Incident Description: The attack occurred between April 20, 2023, and April 22, 2023. After conducting initial probing of the SchoolDude platform on April 20, the attacker identified a vulnerability in a platform feature that enabled them to upload certain malicious files to obtain remote access to the SchoolDude web server.

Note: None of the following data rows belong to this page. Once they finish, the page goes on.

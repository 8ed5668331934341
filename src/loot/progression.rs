//! XP award and level-up application (§4.8).

use crate::catalog::items::{item_power, ItemDefinition};
use crate::catalog::leveling::{can_upgrade_ability_rank, level_up_stat_gain, xp_to_next_level, MAX_LEVEL};
use crate::combat::resolver::restore_mana;
use crate::entities::player::{Player, MAX_BACKPACK};

/// Award XP and apply any level-ups it triggers, returning the number of
/// levels gained. Each level-up is a full Meditation-style mana refill
/// (`restore_mana`), not a buff insertion.
pub fn award_xp(player: &mut Player, xp: u32) -> u32 {
    player.xp += xp;
    let mut levels_gained = 0;
    while player.level < MAX_LEVEL && player.xp >= xp_to_next_level(player.level) {
        player.xp -= xp_to_next_level(player.level);
        player.level += 1;
        levels_gained += 1;
        let gain = level_up_stat_gain(player.level);
        player.base_stats.max_health += gain * 4;
        player.base_stats.health += gain * 4;
        player.effective_stats.max_health += gain * 4;
        player.effective_stats.health += gain * 4;
        restore_mana(player.effective_stats.max_mana, &mut player.effective_stats);
    }
    levels_gained
}

/// XP for killing an enemy (§4.8): scales with floor depth and the kill
/// modifiers rares/elites/bosses already carry.
pub fn xp_value_for_kill(floor: u32, is_boss: bool, is_rare: bool, is_elite: bool) -> u32 {
    let mut value = 10 + floor * 4;
    if is_elite {
        value = value * 3 / 2;
    }
    if is_rare {
        value *= 2;
    }
    if is_boss {
        value *= 10;
    }
    value
}

/// §4.8 auto-equip: an item with higher `itemPower` than what's currently
/// equipped in its slot is equipped immediately; otherwise it goes to the
/// backpack if there's room. Returns whether the item was collected at all
/// (a full backpack with no upgrade drops it on the floor).
pub fn auto_equip_or_stash(player: &mut Player, item: ItemDefinition) -> bool {
    let slot = item.slot;
    let idx = slot as usize;
    let incoming_power = item_power(&item.base_stats);
    let current_power = player.equipment[idx].as_ref().map(|equipped| item_power(&equipped.base_stats));

    let is_upgrade = match current_power {
        Some(current) => incoming_power > current,
        None => true,
    };

    if is_upgrade {
        let _ = player.equip(slot, item);
        return true;
    }

    if player.backpack.len() < MAX_BACKPACK {
        player.backpack.push(item);
        return true;
    }

    false
}

#[derive(Debug, Clone, Copy, PartialEq, Eq)]
pub enum TrainResult {
    /// Rank upgraded.
    Upgraded,
    /// §4.8 "Ability gating": floor too low, converted to a fallback
    /// reward instead of the rank.
    FallbackReward { gold: u32 },
}

/// §4.8 "Ability gating": rank N can be upgraded only on floor ≥ N+1;
/// otherwise the purchase converts to a fallback reward (gold/tokens).
pub fn train_ability_rank(current_rank: u8, floor: u32) -> TrainResult {
    if can_upgrade_ability_rank(current_rank, floor) {
        TrainResult::Upgraded
    } else {
        TrainResult::FallbackReward { gold: 25 * current_rank as u32 }
    }
}

#[cfg(test)]
mod tests {
    use super::*;
    use crate::catalog::classes::ClassId;
    use glam::Vec2;

    #[test]
    fn xp_overflow_chains_multiple_level_ups() {
        let mut player = Player::new("t".into(), ClassId::Warrior, Vec2::ZERO);
        let needed = xp_to_next_level(1) + xp_to_next_level(2) + 10;
        let gained = award_xp(&mut player, needed);
        assert_eq!(gained, 2);
        assert_eq!(player.level, 3);
    }

    #[test]
    fn training_below_gate_floor_falls_back_to_gold() {
        assert_eq!(train_ability_rank(3, 2), TrainResult::FallbackReward { gold: 75 });
        assert_eq!(train_ability_rank(3, 4), TrainResult::Upgraded);
    }
}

Using the access, the attacker was able to exfiltrate the following SchoolDude user data on April 22, 2023:
• Name • Email address • Account password (if non SSO users) • Phone number (if added to the account) • School district name
Remedial Actions and Additional Protective Actions : Brightly took a number of remediation steps in the immediate aftermath of the incident to prevent the recurrence of a similar breach, including but not limited to:
• Remediating the vulnerability exploited by the attacker; • Resetting all user passwords; • Implementing enhanced password security measures; • Bolstering perimeter protection against attacks on the web server; • Deploying additional monitoring, detection, and response tools in the environment.
Beyond these steps, Brightly has engaged a leading cybersecurity firm to conduct proactive security testing of the SchoolDude platform, in order to identify any other recommendations for hardening the platform against an attack.
Posted Jun 19, 2023 - 14:01 EDT
This incident affected: Work and Asset Management (MaintenanceDirect, PMDirect, CapitalForecastDirect, SchoolDude WorkCenter, InventoryDirect, Inventory Wireless), IT Asset Management (Incident), Energy Management (UtilityDirect), Event Management (FSDirect, FSAutomation, TripDirect), and MySchoolBuilding.